Right after the piece premiered, I was very lucky to have been chosen Composer-in-Residence at the Billings Symphony in Montana. The director, Uri Barnea, was very interested in Choose Life and wanted me to score it for orchestra. The original score was for choir, soloists, actor, Gregorian Chant choir, organ and timpani. I agreed and immediately chained myself to the computer for months and months. That performance was successful and others began to be interested. The orchestration was a little too large for most performing spaces, so in 1998, I chained myself to the computer again to reduce the number of players from symphony orchestra to chamber orchestra. FYI, that is still a LOT of musicians, and a tremendous amount of money to pay for them. It also takes a huge commitment of time from the groups involved. I was very lucky to have Barbara Day Turner director of the San Jose Chamber Orchestra and Teri Larson, music director at the Basilica of Saint Mary in Minneapolis, want to make the recording as much as I did.
Of course, most people make a recording during the performance, but a live recording isn’t usually the best for a commercial release. So, a studio recording it is then. Let’s do it! Here’s what we need:
Five devoted conductors—check. Oh, why so many? This is a big piece. We need one for the orchestra and four for the choirs. Two chorus masters, one choral preparation conductor, and one for the Gregorian Chant choir. We got them all! Here’s Barbara Day Turner, our orchestra conductor.

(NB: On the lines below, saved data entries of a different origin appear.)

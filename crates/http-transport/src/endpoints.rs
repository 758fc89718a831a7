//! Endpoint resolution for MediaWiki hosts.

use fetcher::{EndpointResolver, ParameterError, Parameters};
use url::Url;

use crate::HttpConfig;

/// Resolves a host such as `en.wikipedia.org` to its `api.php` URL.
#[derive(Debug, Clone, PartialEq, Eq)]
pub struct MediaWikiEndpoints {
    scheme: String,
    api_path: String,
}

impl MediaWikiEndpoints {
    pub fn new(scheme: impl Into<String>, api_path: impl Into<String>) -> Self {
        Self {
            scheme: scheme.into(),
            api_path: api_path.into(),
        }
    }

    pub fn from_config(config: &HttpConfig) -> Self {
        Self::new(config.scheme.clone(), config.api_path.clone())
    }
}

impl Default for MediaWikiEndpoints {
    fn default() -> Self {
        Self::from_config(&HttpConfig::default())
    }
}

impl EndpointResolver for MediaWikiEndpoints {
    fn resolve(&self, host: &str, query: Option<&Parameters>) -> Result<Url, ParameterError> {
        if host.is_empty() {
            return Err(ParameterError::MissingHost);
        }
        if host
            .chars()
            .any(|c| matches!(c, '/' | '?' | '#' | '@') || c.is_whitespace())
        {
            return Err(ParameterError::InvalidHost(host.to_string()));
        }

        let path = self.api_path.trim_start_matches('/');
        let mut url = Url::parse(&format!("{}://{}/{}", self.scheme, host, path))?;
        if let Some(query) = query.filter(|q| !q.is_empty()) {
            url.query_pairs_mut().extend_pairs(query.iter());
        }
        Ok(url)
    }
}

#[cfg(test)]
mod tests {
    use super::*;

    fn params(pairs: &[(&str, &str)]) -> Parameters {
        pairs
            .iter()
            .map(|(k, v)| (k.to_string(), v.to_string()))
            .collect()
    }

    #[test]
    fn resolves_the_default_api_path() {
        let url = MediaWikiEndpoints::default()
            .resolve("en.wikipedia.org", None)
            .unwrap();
        assert_eq!(url.as_str(), "https://en.wikipedia.org/w/api.php");
    }

    #[test]
    fn encodes_query_parameters_in_name_order() {
        let url = MediaWikiEndpoints::default()
            .resolve(
                "en.wikipedia.org",
                Some(&params(&[("titles", "Main Page"), ("action", "query")])),
            )
            .unwrap();
        assert_eq!(
            url.as_str(),
            "https://en.wikipedia.org/w/api.php?action=query&titles=Main+Page"
        );
    }

    #[test]
    fn keeps_an_explicit_port() {
        let url = MediaWikiEndpoints::new("http", "/api.php")
            .resolve("127.0.0.1:8080", None)
            .unwrap();
        assert_eq!(url.as_str(), "http://127.0.0.1:8080/api.php");
    }

    #[test]
    fn rejects_empty_and_malformed_hosts() {
        let endpoints = MediaWikiEndpoints::default();
        assert!(matches!(
            endpoints.resolve("", None),
            Err(ParameterError::MissingHost)
        ));
        for host in ["en.wikipedia.org/wiki", "a b", "host?x=1", "user@host"] {
            assert!(
                matches!(endpoints.resolve(host, None), Err(ParameterError::InvalidHost(_))),
                "{host} should be rejected"
            );
        }
        assert!(matches!(
            endpoints.resolve("exa[mple.org", None),
            Err(ParameterError::InvalidUrl(_))
        ));
    }
}
//! Scripted doubles for unit testing without a network.
//!
//! Enabled with the `test-support` feature:
//!
//! ```toml
//! [dev-dependencies]
//! fetcher = { path = "...", features = ["test-support"] }
//! ```

use std::collections::VecDeque;
use std::sync::{
    atomic::{AtomicUsize, Ordering},
    Arc, Mutex,
};

use async_trait::async_trait;
use serde_json::Value;
use tokio::sync::watch;
use url::Url;

use crate::{
    ApiResponse, EndpointResolver, JsonObject, ParameterError, Parameters, TokenKind, Transport,
    TransportError,
};

// ── Replies ──────────────────────────────────────────────────────────────────

/// What the [`MockTransport`] answers to the next call.
#[derive(Debug)]
pub enum Reply {
    /// Succeed with this body and status 200.
    Json(JsonObject),
    /// Fail with this error.
    Error(TransportError),
    /// Never complete; the exchange only ends when the fetcher drops it.
    Hang,
}

impl Reply {
    /// Succeeds with `value`, which must be a JSON object.
    pub fn json(value: Value) -> Self {
        Reply::Json(json_object(value))
    }

    /// Succeeds with a token-query envelope carrying `value`.
    pub fn token(kind: TokenKind, value: &str) -> Self {
        let mut tokens = JsonObject::new();
        tokens.insert(kind.response_field(), Value::String(value.to_string()));
        Reply::json(serde_json::json!({ "query": { "tokens": tokens } }))
    }
}

/// Unwraps a JSON object, panicking on any other value.
pub fn json_object(value: Value) -> JsonObject {
    match value {
        Value::Object(map) => map,
        other => panic!("expected a JSON object, got {other}"),
    }
}

// ── MockTransport ────────────────────────────────────────────────────────────

#[derive(Debug, Clone, Copy, PartialEq, Eq)]
pub enum Method {
    Get,
    Post,
}

/// One exchange the fetcher asked the transport to perform.
#[derive(Debug, Clone)]
pub struct RecordedCall {
    pub method: Method,
    pub url: Url,
    /// Form body for POSTs; `None` for GETs.
    pub body: Option<Parameters>,
}

impl RecordedCall {
    /// Looks up a query parameter on the request URL.
    pub fn query(&self, name: &str) -> Option<String> {
        self.url
            .query_pairs()
            .find(|(k, _)| k == name)
            .map(|(_, v)| v.into_owned())
    }
}

/// Transport that answers from a FIFO script and records every call.
///
/// When the script runs dry, calls fail with [`TransportError::Connection`].
#[derive(Clone)]
pub struct MockTransport {
    replies: Arc<Mutex<VecDeque<Reply>>>,
    calls: Arc<Mutex<Vec<RecordedCall>>>,
    call_count: Arc<watch::Sender<usize>>,
    abandoned: Arc<AtomicUsize>,
}

impl Default for MockTransport {
    fn default() -> Self {
        Self {
            replies: Arc::new(Mutex::new(VecDeque::new())),
            calls: Arc::new(Mutex::new(Vec::new())),
            call_count: Arc::new(watch::Sender::new(0)),
            abandoned: Arc::new(AtomicUsize::new(0)),
        }
    }
}

impl MockTransport {
    pub fn new() -> Self {
        Self::default()
    }

    /// Creates a transport with `replies` queued in order.
    pub fn with_replies(replies: impl IntoIterator<Item = Reply>) -> Self {
        let transport = Self::new();
        for reply in replies {
            transport.push(reply);
        }
        transport
    }

    pub fn push(&self, reply: Reply) {
        self.replies.lock().unwrap().push_back(reply);
    }

    pub fn calls(&self) -> Vec<RecordedCall> {
        self.calls.lock().unwrap().clone()
    }

    pub fn call_count(&self) -> usize {
        self.calls.lock().unwrap().len()
    }

    /// Calls made with `method`.
    pub fn calls_with(&self, method: Method) -> Vec<RecordedCall> {
        self.calls()
            .into_iter()
            .filter(|call| call.method == method)
            .collect()
    }

    /// Number of hanging exchanges the fetcher dropped before completion.
    pub fn abandoned(&self) -> usize {
        self.abandoned.load(Ordering::SeqCst)
    }

    /// Resolves once at least `count` calls have reached the transport.
    pub async fn wait_for_calls(&self, count: usize) {
        let mut rx = self.call_count.subscribe();
        // The sender lives as long as `self`, so this cannot fail.
        let _ = rx.wait_for(|seen| *seen >= count).await;
    }

    async fn exchange(&self, call: RecordedCall) -> Result<ApiResponse, TransportError> {
        let reply = {
            let mut calls = self.calls.lock().unwrap();
            calls.push(call);
            self.call_count.send_replace(calls.len());
            self.replies.lock().unwrap().pop_front()
        };
        match reply {
            Some(Reply::Json(json)) => Ok(ApiResponse::ok(json)),
            Some(Reply::Error(error)) => Err(error),
            Some(Reply::Hang) => {
                let _guard = AbandonGuard(Arc::clone(&self.abandoned));
                std::future::pending().await
            }
            None => Err(TransportError::Connection("no scripted reply".into())),
        }
    }
}

struct AbandonGuard(Arc<AtomicUsize>);

impl Drop for AbandonGuard {
    fn drop(&mut self) {
        self.0.fetch_add(1, Ordering::SeqCst);
    }
}

#[async_trait]
impl Transport for MockTransport {
    async fn get(&self, url: Url) -> Result<ApiResponse, TransportError> {
        self.exchange(RecordedCall {
            method: Method::Get,
            url,
            body: None,
        })
        .await
    }

    async fn post_form(&self, url: Url, body: &Parameters) -> Result<ApiResponse, TransportError> {
        self.exchange(RecordedCall {
            method: Method::Post,
            url,
            body: Some(body.clone()),
        })
        .await
    }
}

// ── StaticEndpoints ──────────────────────────────────────────────────────────

/// Resolves every host to `https://<host>/w/api.php`.
#[derive(Debug, Clone, Copy, Default)]
pub struct StaticEndpoints;

impl EndpointResolver for StaticEndpoints {
    fn resolve(&self, host: &str, query: Option<&Parameters>) -> Result<Url, ParameterError> {
        if host.is_empty() {
            return Err(ParameterError::MissingHost);
        }
        let mut url = Url::parse(&format!("https://{host}/w/api.php"))?;
        if let Some(query) = query.filter(|q| !q.is_empty()) {
            url.query_pairs_mut().extend_pairs(query.iter());
        }
        Ok(url)
    }
}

50 Really good choral singers—check. We assembled our main choir from three great groups; Choral Cosmo, The Choral Project, and Prince of Peace Lutheran Church, all located in San Jose.
Gregorian Chant choir—check. The enchanted chanting of St. Benedict’s Monastery Schola located in St. Joseph, Minnesota.
Six soloists and an actor—check. Are they all conveniently located in San Jose, in California? No, they are not. They have to fly here from other places.
50 orchestra musicians—check. San Jose Chamber Orchestra is right here where we need them.
Huge recording studio—check. There are so many musicians in Choose Life, that the only space large enough to fit them is the Scoring Stage at Skywalker Ranch. That’s right, where they do the movies, where Yoda is.
Tons of Techs—check. We need engineers for recording, mixing, mastering; a fleet of setup and sound techs, producer, score reader, engineering assistants, the list goes on and on.
Wads of cash—not quite there yet. All these people have to be paid, right? We have several sponsors, but are still in the hole. We just have to sell a million CDs and we’ll be fine.
So, there you have it. Over 100 musicians and technicians all lined up and ready to go. It was easy to set up the dates too. Barbara did it all with one phone call! HAHA!
In June of 2008, we started with the easy part, recording the Gregorian chant. At least all those singers were in the same place and already knew the music. Our actor, Isabell Monk O’Connor drove from Minneapolis to St. Joseph and recorded with the sisters. Now, I say this was easy to arrange, but I’m sure Sister Christine, who had to make the arrangements, would disagree. Rockhouse Productions recorded them in the beautiful Sacred Heart Chapel at the monastery. I wish I’d been there, but I was still in Bangalore.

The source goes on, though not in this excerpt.